Binary: a Framework For Big Data Integration For Ad-Hoc Querying
MetadataShow full item record
Traditional relational database systems are not practical for big data workloads that require scalable architectures for efficient data storage, manipulation, and analysis. Apache Hadoop, one of these big data frameworks, provides distributed storage and processing as well as a central repository for different types of data from different sources. Data integration from various sources is often required before performing analytics. Apache Hive on Hadoop is widely used for this purpose, as well as for data summarization and analysis. It has features such as a SQL-like query language, a Metastore to hold metadata and file formats to support access to various frameworks on Hadoop and beyond.

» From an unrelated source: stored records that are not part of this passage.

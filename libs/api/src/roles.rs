//! Role API.

use crate::client::HttpClient;
use crate::error::Result;
use crate::manager::Manager;
use crate::models::Role;

fn role_path(id: Option<&str>) -> String {
    match id {
        Some(id) => format!("/v2/roles/{id}"),
        None => "/v2/roles".to_string(),
    }
}

/// Operations on the roles available for plans.
#[derive(Debug, Clone)]
pub struct RoleApi {
    manager: Manager<Role>,
}

impl RoleApi {
    pub fn new(client: HttpClient) -> Self {
        Self {
            manager: Manager::new(client, "role", role_path),
        }
    }

    pub async fn list(&self) -> Result<Vec<Role>> {
        self.manager.list().await
    }
}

For comprehensive analysis and decision-making, however, a hybrid system is required to integrate Hadoop with traditional relational database management systems in order to access the valuable data stored in relational databases. Current hybrid systems are either expensive proprietary products or require a system to be developed by the user, which requires programming knowledge. In addition these approaches are not sufficiently flexible to be applied to other frameworks. In this thesis, we propose a framework called BINARY (A framework for Big data INtegration for Ad-hoc queRYing). BINARY is a hybrid Software as a Service that provides a web interface supported by a back-end infrastructure for ad-hoc querying, accessing, visualizing and joining data from different data sources, including Relational Database Management Systems and Apache Hive. Our framework uses scalable Hive and HDFS big data storage systems and supports different data sources via back-end resource adapters. There is also a front-end web interface that enables the use of HiveQL to query the data sources. The framework is extendable and allows adding other storage engines (e.g. HBase) and analytics engines (e.g. R) as needed. We used REST software architecture to enable loose connections between the engines and the User Interface programs to facilitate independent updates without affecting the data infrastructure. Our approach is validated with a proof-of-concept prototype implemented on the OpenStack cloud system.